Chronicles mention more castes than the four commonly known castes in the Hindu social system, some as many as seven castes. Al-Biruni, the famed 10th century Persian / central Asian Indologist mentions sixteen castes including the four basic castes of Brahmins, Kshatriya, Vaishya and Sudras. The Zakaya or Lahud caste consisted of communities specialising in dance and acrobatics. People in the professions of sailing, hunting, weaving, cobblery, basket making and fishing belonged to specific castes or subcastes. The Antyajas caste provided many menial services to the wealthy. Brahmins enjoyed the highest status in Rashtrakuta society; only those Kshatriyas in the Sat-Kshatriya sub-caste (noble Kshatriyas) were higher in status.

The careers of Brahmins usually related to education, the judiciary, astrology, mathematics, poetry and philosophy or the occupation of hereditary administrative posts. Also Brahmins increasingly practised non-Brahminical professions (agriculture, trade in betel nuts and martial posts). Capital punishment, although widespread, was not given to the royal Kshatriya sub-castes or to Brahmins found guilty of heinous crimes (as the killing of a Brahmin in medieval Hindu India was itself considered a heinous crime). As an alternate punishment to enforce the law a Brahmin's right hand and left foot was severed, leaving that person disabled.

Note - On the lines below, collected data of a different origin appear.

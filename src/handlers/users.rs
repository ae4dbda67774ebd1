use axum::{
    extract::{Path, Query, State},
    http::StatusCode,
    response::IntoResponse,
    Json,
};
use mongodb::bson::{doc, to_bson, Document};
use mongodb::options::{FindOneAndUpdateOptions, ReturnDocument};
use validator::Validate;

use crate::dtos::{CreateUserPayload, DataResponse, UpdateUserPayload, UserResponse};
use crate::error::AppError;
use crate::middleware::AuthUser;
use crate::models::{Role, User};
use crate::services::{policy, query};
use crate::startup::AppState;
use crate::utils::password::hash_password;

const USER_FIELDS: &[&str] = &["name", "email", "role", "created_at"];

pub async fn list_users(
    State(state): State<AppState>,
    AuthUser(current): AuthUser,
    Query(params): Query<Vec<(String, String)>>,
) -> Result<impl IntoResponse, AppError> {
    policy::require_role(&current, &[Role::Admin])?;

    let shaped = query::ListQuery::parse(&params, USER_FIELDS)?;
    let page = query::run_paged(&state.db.users(), &shaped).await?;

    let data: Vec<UserResponse> = page.data.into_iter().map(Into::into).collect();
    Ok(Json(query::PagedResult {
        success: true,
        count: data.len(),
        pagination: page.pagination,
        data,
    }))
}

pub async fn get_user(
    State(state): State<AppState>,
    AuthUser(current): AuthUser,
    Path(id): Path<String>,
) -> Result<impl IntoResponse, AppError> {
    policy::require_role(&current, &[Role::Admin])?;

    let user = state
        .db
        .users()
        .find_one(doc! { "_id": &id }, None)
        .await
        .map_err(AppError::from)?
        .ok_or_else(|| AppError::NotFound(anyhow::anyhow!("User not found with id: {}", id)))?;

    Ok(Json(DataResponse::new(UserResponse::from(user))))
}

pub async fn create_user(
    State(state): State<AppState>,
    AuthUser(current): AuthUser,
    Json(payload): Json<CreateUserPayload>,
) -> Result<impl IntoResponse, AppError> {
    policy::require_role(&current, &[Role::Admin])?;
    payload.validate()?;

    if state.db.email_taken(&payload.email, None).await? {
        return Err(AppError::BadRequest(anyhow::anyhow!(
            "Email already registered"
        )));
    }

    let password_hash = hash_password(&payload.password)?;
    let user = User::new(payload.name, payload.email, payload.role, password_hash);

    state
        .db
        .users()
        .insert_one(&user, None)
        .await
        .map_err(AppError::from)?;

    tracing::info!(user_id = %user.id, created_by = %current.id, "User created");

    Ok((
        StatusCode::CREATED,
        Json(DataResponse::new(UserResponse::from(user))),
    ))
}

pub async fn update_user(
    State(state): State<AppState>,
    AuthUser(current): AuthUser,
    Path(id): Path<String>,
    Json(payload): Json<UpdateUserPayload>,
) -> Result<impl IntoResponse, AppError> {
    policy::require_role(&current, &[Role::Admin])?;
    payload.validate()?;

    let mut set = Document::new();
    if let Some(name) = payload.name {
        set.insert("name", name);
    }
    if let Some(email) = payload.email {
        if state.db.email_taken(&email, Some(&id)).await? {
            return Err(AppError::BadRequest(anyhow::anyhow!(
                "Email already registered"
            )));
        }
        set.insert("email", email);
    }
    if let Some(role) = payload.role {
        set.insert(
            "role",
            to_bson(&role).map_err(|e| AppError::InternalError(e.into()))?,
        );
    }
    if set.is_empty() {
        return Err(AppError::BadRequest(anyhow::anyhow!("Nothing to update")));
    }

    let options = FindOneAndUpdateOptions::builder()
        .return_document(ReturnDocument::After)
        .build();

    let updated = state
        .db
        .users()
        .find_one_and_update(doc! { "_id": &id }, doc! { "$set": set }, options)
        .await
        .map_err(AppError::from)?
        .ok_or_else(|| AppError::NotFound(anyhow::anyhow!("User not found with id: {}", id)))?;

    Ok(Json(DataResponse::new(UserResponse::from(updated))))
}

pub async fn delete_user(
    State(state): State<AppState>,
    AuthUser(current): AuthUser,
    Path(id): Path<String>,
) -> Result<impl IntoResponse, AppError> {
    policy::require_role(&current, &[Role::Admin])?;

    let deleted = state
        .db
        .users()
        .delete_one(doc! { "_id": &id }, None)
        .await
        .map_err(AppError::from)?;

    if deleted.deleted_count == 0 {
        return Err(AppError::NotFound(anyhow::anyhow!(
            "User not found with id: {}",
            id
        )));
    }

    Ok(Json(DataResponse::new(serde_json::json!({}))))
}
use chrono::{Duration, Utc};
use jsonwebtoken::{decode, encode, Algorithm, DecodingKey, EncodingKey, Header, Validation};
use serde::{Deserialize, Serialize};

use crate::config::JwtConfig;
use crate::error::AppError;

/// JWT service for token generation and validation. HS256 over a
/// process-wide secret handed in from configuration.
#[derive(Clone)]
pub struct JwtService {
    encoding_key: EncodingKey,
    decoding_key: DecodingKey,
    expiry_days: i64,
}

#[derive(Debug, Clone, Serialize, Deserialize)]
pub struct Claims {
    /// Subject (user ID)
    pub sub: String,
    /// Expiration time (Unix timestamp)
    pub exp: i64,
    /// Issued at (Unix timestamp)
    pub iat: i64,
}

impl JwtService {
    pub fn new(config: &JwtConfig) -> Self {
        Self {
            encoding_key: EncodingKey::from_secret(config.secret.as_bytes()),
            decoding_key: DecodingKey::from_secret(config.secret.as_bytes()),
            expiry_days: config.expiry_days,
        }
    }

    pub fn generate_token(&self, user_id: &str) -> Result<String, AppError> {
        let now = Utc::now();
        let exp = now + Duration::days(self.expiry_days);

        let claims = Claims {
            sub: user_id.to_string(),
            exp: exp.timestamp(),
            iat: now.timestamp(),
        };

        let token = encode(&Header::new(Algorithm::HS256), &claims, &self.encoding_key)?;
        Ok(token)
    }

    pub fn validate_token(&self, token: &str) -> Result<Claims, AppError> {
        let mut validation = Validation::new(Algorithm::HS256);
        validation.validate_exp = true;

        let token_data = decode::<Claims>(token, &self.decoding_key, &validation)?;
        Ok(token_data.claims)
    }
}

#[cfg(test)]
mod tests {
    use super::*;

    fn service() -> JwtService {
        JwtService::new(&JwtConfig {
            secret: "test-secret".to_string(),
            expiry_days: 30,
        })
    }

    #[test]
    fn token_round_trip() {
        let jwt = service();
        let token = jwt.generate_token("user_123").unwrap();
        let claims = jwt.validate_token(&token).unwrap();
        assert_eq!(claims.sub, "user_123");
        assert!(claims.exp > claims.iat);
    }

    #[test]
    fn expired_token_is_rejected() {
        let jwt = JwtService::new(&JwtConfig {
            secret: "test-secret".to_string(),
            expiry_days: -1,
        });
        let token = jwt.generate_token("user_123").unwrap();
        assert!(jwt.validate_token(&token).is_err());
    }

    #[test]
    fn wrong_secret_is_rejected() {
        let token = service().generate_token("user_123").unwrap();
        let other = JwtService::new(&JwtConfig {
            secret: "another-secret".to_string(),
            expiry_days: 30,
        });
        assert!(other.validate_token(&token).is_err());
    }

    #[test]
    fn garbage_token_is_rejected() {
        assert!(service().validate_token("not.a.token").is_err());
    }
}
use chrono::{DateTime, Utc};
use serde::{Deserialize, Serialize};
use uuid::Uuid;

#[derive(Debug, Clone, Copy, Serialize, Deserialize, PartialEq, Eq)]
#[serde(rename_all = "lowercase")]
pub enum Role {
    User,
    Publisher,
    Admin,
}

impl std::fmt::Display for Role {
    fn fmt(&self, f: &mut std::fmt::Formatter<'_>) -> std::fmt::Result {
        match self {
            Role::User => write!(f, "user"),
            Role::Publisher => write!(f, "publisher"),
            Role::Admin => write!(f, "admin"),
        }
    }
}

#[derive(Debug, Clone, Serialize, Deserialize)]
pub struct User {
    #[serde(rename = "_id")]
    pub id: String,
    pub name: String,
    pub email: String,
    pub role: Role,
    /// Argon2 hash. Stored with the document; responses go through
    /// `UserResponse`, which omits it.
    pub password: String,
    pub reset_password_token: Option<String>,
    pub reset_password_expire: Option<mongodb::bson::DateTime>,
    #[serde(with = "mongodb::bson::serde_helpers::chrono_datetime_as_bson_datetime")]
    pub created_at: DateTime<Utc>,
}

impl User {
    pub fn new(name: String, email: String, role: Role, password_hash: String) -> Self {
        Self {
            id: Uuid::new_v4().to_string(),
            name,
            email,
            role,
            password: password_hash,
            reset_password_token: None,
            reset_password_expire: None,
            created_at: Utc::now(),
        }
    }
}
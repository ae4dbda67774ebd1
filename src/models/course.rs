use chrono::{DateTime, Utc};
use serde::{Deserialize, Serialize};
use uuid::Uuid;

#[derive(Debug, Clone, Copy, Serialize, Deserialize, PartialEq, Eq)]
#[serde(rename_all = "lowercase")]
pub enum MinimumSkill {
    Beginner,
    Intermediate,
    Advanced,
}

#[derive(Debug, Clone, Serialize, Deserialize)]
pub struct Course {
    #[serde(rename = "_id")]
    pub id: String,
    pub title: String,
    pub description: String,
    pub weeks: i32,
    pub tuition: f64,
    pub minimum_skill: MinimumSkill,
    pub scholarship_available: bool,
    /// Parent bootcamp reference.
    pub bootcamp: String,
    /// Owner identity (the bootcamp owner who added the course).
    pub user: String,
    #[serde(with = "mongodb::bson::serde_helpers::chrono_datetime_as_bson_datetime")]
    pub created_at: DateTime<Utc>,
}

impl Course {
    pub fn new(
        title: String,
        description: String,
        weeks: i32,
        tuition: f64,
        minimum_skill: MinimumSkill,
        scholarship_available: bool,
        bootcamp_id: String,
        owner_id: String,
    ) -> Self {
        Self {
            id: Uuid::new_v4().to_string(),
            title,
            description,
            weeks,
            tuition,
            minimum_skill,
            scholarship_available,
            bootcamp: bootcamp_id,
            user: owner_id,
            created_at: Utc::now(),
        }
    }
}
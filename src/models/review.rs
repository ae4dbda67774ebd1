use chrono::{DateTime, Utc};
use serde::{Deserialize, Serialize};
use uuid::Uuid;

#[derive(Debug, Clone, Serialize, Deserialize)]
pub struct Review {
    #[serde(rename = "_id")]
    pub id: String,
    pub title: String,
    pub text: String,
    /// 1 through 10; one review per (bootcamp, user), enforced by a unique
    /// index.
    pub rating: i32,
    pub bootcamp: String,
    pub user: String,
    #[serde(with = "mongodb::bson::serde_helpers::chrono_datetime_as_bson_datetime")]
    pub created_at: DateTime<Utc>,
}

impl Review {
    pub fn new(title: String, text: String, rating: i32, bootcamp_id: String, owner_id: String) -> Self {
        Self {
            id: Uuid::new_v4().to_string(),
            title,
            text,
            rating,
            bootcamp: bootcamp_id,
            user: owner_id,
            created_at: Utc::now(),
        }
    }
}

By the 9th century, kings from all the four castes had occupied the highest seat in the monarchical system in Hindu India. Admitting Kshatriyas to Vedic schools along with Brahmins was customary, but the children of the Vaishya and Shudra castes were not allowed. Landownership by people of all castes is recorded in inscriptions Intercaste marriages in the higher castes were only between highly placed Kshatriya girls and Brahmin boys, but was relatively frequent among other castes. Intercaste functions were rare and dining together between people of various castes was avoided.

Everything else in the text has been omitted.